Oh, absolutely and without a doubt that is a valuable lesson, however the other hobbies listed don't have a built-in form of encouragement to keep trying (e.g. glowing when you level up, finally equipping that new but ultimately only numerical piece of equipment). Those encouragements have to come with from within after building a skill incrementally and teach far more about resolve and patience than chasing after the next carrot held in front of you, in my opinion.
Also, there is some discipline to be learned from games too, especially in multiplayer ones. Whether it's a WoW raid in the endgame grind, or just playing Counter-Strike with your "clan" mates, there is a lot of point in acting disciplined, as team. And it can mean utter defeat if you act like an anarchistic yahoo.
I honestly had not even considered the team-building facets of multi-player games, but that is an excellent point.
Delayed rewards? Well, those two words would describe a MMO's endgame grind the best.
But even at lower levels, if you're say, the healer (but the same applies to any other role), for the next couple of hours you must do your role to the letter or the team will wipe out. No matter how much you'd like to blast a little instead, or compare dick sizes by killing another mob than the tank to see who does his faster, or whatever, you must stick to the plan and do your role. And you'll get your reward at the end of that couple of hours. Or not at all, if there were too many screw ups and the team split up in frustration.

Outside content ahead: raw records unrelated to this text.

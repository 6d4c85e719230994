use std::sync::Arc;

use anyhow::Result;
use tracing::{debug, warn};

use protocol::{AnalysisError, AnalysisRequest, AnalysisResult, StoredState, Toast};

use crate::history::HistoryCache;
use crate::ports::{AnalyzerPort, NotifierPort, StorePort, ToastPort};
use crate::state::AppContext;
use crate::view::{BreadcrumbInfo, Origin, View};

/// What a call to `submit` did.
#[derive(Debug, Clone, Copy, PartialEq, Eq)]
pub enum Submit {
    /// The request ran to completion (success or failure side effects done).
    Completed,
    /// Another request was already in flight; nothing happened.
    Busy,
}

/// Drives exactly one analysis request at a time against the external
/// service, updating the shared state and emitting notification/toast side
/// effects on completion. Consumes its collaborators through ports.
pub struct AnalysisOrchestrator<A, N, T, S> {
    analyzer: A,
    notifier: N,
    toasts: T,
    store: S,
    context: AppContext,
}

/// Clears the in-flight flag on every exit path, unwind included.
struct FlightGuard(AppContext);

impl Drop for FlightGuard {
    fn drop(&mut self) {
        self.0.with(|state| state.is_analyzing = false);
    }
}

impl<A, N, T, S> AnalysisOrchestrator<A, N, T, S>
where
    A: AnalyzerPort,
    N: NotifierPort,
    T: ToastPort,
    S: StorePort,
{
    pub fn new(analyzer: A, notifier: N, toasts: T, store: S, context: AppContext) -> Self {
        Self {
            analyzer,
            notifier,
            toasts,
            store,
            context,
        }
    }

    /// Seeds the shared state from the persistent store and asks for
    /// notification permission once. Both are best-effort; a missing or
    /// unreadable store starts the session empty.
    pub async fn restore(&self) {
        let stored = match self.store.load().await {
            Ok(stored) => stored,
            Err(err) => {
                warn!(error = %err, "could not load persisted state, starting empty");
                StoredState::default()
            }
        };

        self.context.with(|state| {
            let mut history = HistoryCache::default();
            // Stored history is newest-first; replay oldest-first so inserts
            // rebuild the same order.
            for result in stored.history.into_iter().rev() {
                history.insert(Arc::new(result));
            }
            state.history = history;
            state.current_analysis = stored.current.map(Arc::new);
            state.library = stored.library.into_iter().map(Arc::new).collect();
        });

        match self.notifier.request_permission().await {
            Ok(true) => {}
            Ok(false) => debug!("notification permission denied"),
            Err(err) => debug!(error = %err, "notification permission request failed"),
        }
    }

    pub fn is_analyzing(&self) -> bool {
        self.context.with(|state| state.is_analyzing)
    }

    /// Submits one analysis request. A validation failure comes back to the
    /// caller and never reaches a toast; service failures become an error
    /// toast and leave all state untouched. While a request is in flight any
    /// further call is a silent no-op.
    pub async fn submit(
        &self,
        term: &str,
        context: &str,
        image_base64: Option<String>,
    ) -> Result<Submit, AnalysisError> {
        let request = AnalysisRequest::new(term, context, image_base64);
        request.validate()?;

        // Check-and-set under one lock: the secondary guard against a race
        // at the UI boundary.
        let busy = self.context.with(|state| {
            if state.is_analyzing {
                true
            } else {
                state.is_analyzing = true;
                false
            }
        });
        if busy {
            debug!(term = %request.term, "submit ignored, request already in flight");
            return Ok(Submit::Busy);
        }
        let _guard = FlightGuard(self.context.clone());

        debug!(term = %request.term, "analysis started");
        // Sole suspension point; no lock is held here, so navigation and
        // settings stay responsive while the request is out.
        match self.analyzer.analyze(&request).await {
            Ok(result) => self.complete(Arc::new(result)).await,
            Err(err) => {
                warn!(term = %request.term, error = %err, "analysis failed");
                self.show_toast(Toast::error(err.user_message())).await;
            }
        }
        Ok(Submit::Completed)
    }

    async fn complete(&self, result: Arc<AnalysisResult>) {
        let term = result.term.clone();

        // One critical section: history, current analysis, breadcrumb, and
        // the view transition land together, breadcrumb before view. A
        // reader can never see the new result in history with the rest of
        // the success state still pending.
        self.context.with(|state| {
            state.history.insert(result.clone());
            state.current_analysis = Some(result);
            // Submission only originates from Home today, hence the fixed
            // origin. Thread the real origin through here if that changes.
            state.breadcrumb = BreadcrumbInfo::from_origin(Origin::Home);
            if state.view != View::AnalysisResult {
                state.previous_view = state.view;
            }
            state.view = View::AnalysisResult;
        });

        self.persist().await;

        if let Err(err) = self
            .notifier
            .notify(
                "Analysis complete",
                &format!("Deep analysis for \"{}\" is ready.", term),
            )
            .await
        {
            debug!(error = %err, "completion notification skipped");
        }
        self.show_toast(Toast::success("Deep analysis complete")).await;
    }

    async fn persist(&self) {
        let stored = self.context.with(|state| StoredState {
            history: state
                .history
                .list()
                .iter()
                .map(|result| (**result).clone())
                .collect(),
            current: state
                .current_analysis
                .as_ref()
                .map(|result| (**result).clone()),
            library: state.library.iter().map(|result| (**result).clone()).collect(),
        });
        if let Err(err) = self.store.save(&stored).await {
            warn!(error = %err, "could not persist analysis state");
        }
    }

    async fn show_toast(&self, toast: Toast) {
        if let Err(err) = self.toasts.show(toast).await {
            debug!(error = %err, "toast dropped");
        }
    }
}
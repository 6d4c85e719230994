mod analyzer;
mod notifier;
mod store;
mod toast;

pub use analyzer::GeminiAnalyzer;
pub use notifier::DesktopNotifier;
pub use store::JsonFileStore;
pub use toast::ChannelToast;
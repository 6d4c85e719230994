use std::sync::Arc;

use protocol::AnalysisResult;
use smartlex_core::{HistoryCache, HISTORY_CAPACITY};

fn result(term: &str) -> Arc<AnalysisResult> {
    Arc::new(AnalysisResult::new(term, "ctx", "summary", "detail"))
}

#[test]
fn never_exceeds_capacity() {
    let mut cache = HistoryCache::default();
    for i in 0..(HISTORY_CAPACITY + 50) {
        cache.insert(result(&format!("term {}", i)));
        assert!(cache.list().len() <= HISTORY_CAPACITY);
    }
    assert_eq!(cache.len(), HISTORY_CAPACITY);

    // Newest survives, oldest fifty were evicted from the tail.
    assert_eq!(cache.head().unwrap().term, format!("term {}", HISTORY_CAPACITY + 49));
    assert_eq!(cache.list().last().unwrap().term, "term 50");
}

#[test]
fn list_is_reverse_insertion_order() {
    let mut cache = HistoryCache::default();
    let inserted: Vec<_> = (0..10).map(|i| result(&format!("term {}", i))).collect();
    for r in &inserted {
        cache.insert(r.clone());
    }

    let listed = cache.list();
    assert_eq!(listed.len(), inserted.len());
    for (i, r) in listed.iter().enumerate() {
        assert!(Arc::ptr_eq(r, &inserted[inserted.len() - 1 - i]));
    }
}

#[test]
fn eviction_does_not_invalidate_live_references() {
    let mut cache = HistoryCache::new(2);
    let first = result("first");
    let current = first.clone();

    cache.insert(first);
    cache.insert(result("second"));
    cache.insert(result("third"));

    // "first" was evicted but the outstanding reference still reads fine.
    assert_eq!(cache.len(), 2);
    assert_eq!(current.term, "first");
}

#[test]
fn list_is_a_snapshot() {
    let mut cache = HistoryCache::default();
    cache.insert(result("one"));
    let snapshot = cache.list();
    cache.insert(result("two"));

    assert_eq!(snapshot.len(), 1);
    assert_eq!(cache.len(), 2);
}
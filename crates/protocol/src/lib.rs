use chrono::{DateTime, Utc};
use serde::{Deserialize, Serialize};
use std::fmt;
use uuid::Uuid;

/// One submission to the analysis service. Lives only for the duration of a
/// single request; the orchestrator discards it on resolution.
#[derive(Debug, Clone, Serialize, Deserialize)]
pub struct AnalysisRequest {
    pub term: String,
    pub context: String,
    #[serde(skip_serializing_if = "Option::is_none")]
    pub image_base64: Option<String>,
}

impl AnalysisRequest {
    pub fn new<S: Into<String>>(term: S, context: S, image_base64: Option<String>) -> Self {
        Self {
            term: term.into(),
            context: context.into(),
            image_base64,
        }
    }

    /// Submission precondition: term is required; context may be omitted only
    /// when an image carries the context instead.
    pub fn validate(&self) -> Result<(), AnalysisError> {
        if self.term.trim().is_empty() {
            return Err(AnalysisError::Validation("term is required".into()));
        }
        if self.context.trim().is_empty() && self.image_base64.is_none() {
            return Err(AnalysisError::Validation(
                "context is required when no image is attached".into(),
            ));
        }
        Ok(())
    }
}

/// Immutable analysis record produced by the service. Never mutated after
/// creation; shared between the history cache and the current-analysis slot.
#[derive(Debug, Clone, PartialEq, Serialize, Deserialize)]
pub struct AnalysisResult {
    pub id: Uuid,
    pub term: String,
    pub context: String,
    pub summary: String,
    pub detail: String,
    pub created_at: DateTime<Utc>,
}

impl AnalysisResult {
    pub fn new<S: Into<String>>(term: S, context: S, summary: S, detail: S) -> Self {
        Self {
            id: Uuid::new_v4(),
            term: term.into(),
            context: context.into(),
            summary: summary.into(),
            detail: detail.into(),
            created_at: Utc::now(),
        }
    }
}

/// Everything the analysis boundary can fail with. All three kinds are caught
/// at the orchestrator; none propagate past it.
#[derive(Debug, Clone, PartialEq, Eq)]
pub enum AnalysisError {
    Network(String),
    Service(String),
    Validation(String),
}

impl AnalysisError {
    /// Message suitable for an error toast; falls back to a generic line when
    /// the carried message is empty.
    pub fn user_message(&self) -> String {
        match self {
            AnalysisError::Network(msg) | AnalysisError::Service(msg) => {
                if msg.trim().is_empty() {
                    "Analysis failed, please check your network connection.".to_string()
                } else {
                    msg.clone()
                }
            }
            AnalysisError::Validation(msg) => msg.clone(),
        }
    }
}

impl fmt::Display for AnalysisError {
    fn fmt(&self, f: &mut fmt::Formatter<'_>) -> fmt::Result {
        match self {
            AnalysisError::Network(msg) => write!(f, "network error: {}", msg),
            AnalysisError::Service(msg) => write!(f, "service error: {}", msg),
            AnalysisError::Validation(msg) => write!(f, "validation error: {}", msg),
        }
    }
}

impl std::error::Error for AnalysisError {}

/// Toast severity; mirrors the three feedback levels the UI renders.
#[derive(Debug, Clone, Copy, PartialEq, Eq, Serialize, Deserialize)]
#[serde(rename_all = "lowercase")]
pub enum Severity {
    Info,
    Success,
    Error,
}

/// Ephemeral in-app feedback message.
#[derive(Debug, Clone, PartialEq, Eq, Serialize, Deserialize)]
pub struct Toast {
    pub message: String,
    pub severity: Severity,
}

impl Toast {
    pub fn info<S: Into<String>>(message: S) -> Self {
        Self { message: message.into(), severity: Severity::Info }
    }

    pub fn success<S: Into<String>>(message: S) -> Self {
        Self { message: message.into(), severity: Severity::Success }
    }

    pub fn error<S: Into<String>>(message: S) -> Self {
        Self { message: message.into(), severity: Severity::Error }
    }
}

/// Cross-session snapshot handed to and from the persistent store.
/// History is newest-first, matching the cache order.
#[derive(Debug, Clone, Default, Serialize, Deserialize)]
pub struct StoredState {
    #[serde(default)]
    pub history: Vec<AnalysisResult>,
    #[serde(default)]
    pub current: Option<AnalysisResult>,
    #[serde(default)]
    pub library: Vec<AnalysisResult>,
}

#[cfg(test)]
mod tests {
    use super::*;

    #[test]
    fn validate_requires_term() {
        let req = AnalysisRequest::new("", "some context", None);
        assert!(matches!(req.validate(), Err(AnalysisError::Validation(_))));
    }

    #[test]
    fn validate_accepts_image_in_place_of_context() {
        let req = AnalysisRequest::new("term", "", Some("aW1hZ2U=".into()));
        assert!(req.validate().is_ok());

        let req = AnalysisRequest::new("term", "", None);
        assert!(req.validate().is_err());
    }

    #[test]
    fn user_message_falls_back_when_empty() {
        let err = AnalysisError::Service(String::new());
        assert!(err.user_message().contains("network connection"));

        let err = AnalysisError::Service("quota exceeded".into());
        assert_eq!(err.user_message(), "quota exceeded");
    }

    #[test]
    fn stored_state_roundtrips() {
        let stored = StoredState {
            history: vec![AnalysisResult::new("a", "b", "c", "d")],
            current: None,
            library: Vec::new(),
        };
        let json = serde_json::to_string(&stored).unwrap();
        let back: StoredState = serde_json::from_str(&json).unwrap();
        assert_eq!(back.history, stored.history);
        assert!(back.current.is_none());
    }
}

Heck, for some people even the whole weeks or months of the levels 1 to 69 (used to be more like months before patch 2.4 in WoW) is essentially one big exercise in working for a delayed reward. They don't play the game for the road, but for the destination. They don't stop to appreciate those small immediate rewards along the game, they want that big final achievement already. I can't say I understand them, but they probably don't understand me either, and probably neither is right or wrong. But it _is_ an example of an exercise in working for weeks or months for the delayed final reward. And it probably takes some discipline to keep going.
There are lots of kinds of games out there, and not all can be painted with the same brush. Not all are single player games, for example. Not all teach discipline, and not all foster or require confidence in your skills, that much is clear. But some do.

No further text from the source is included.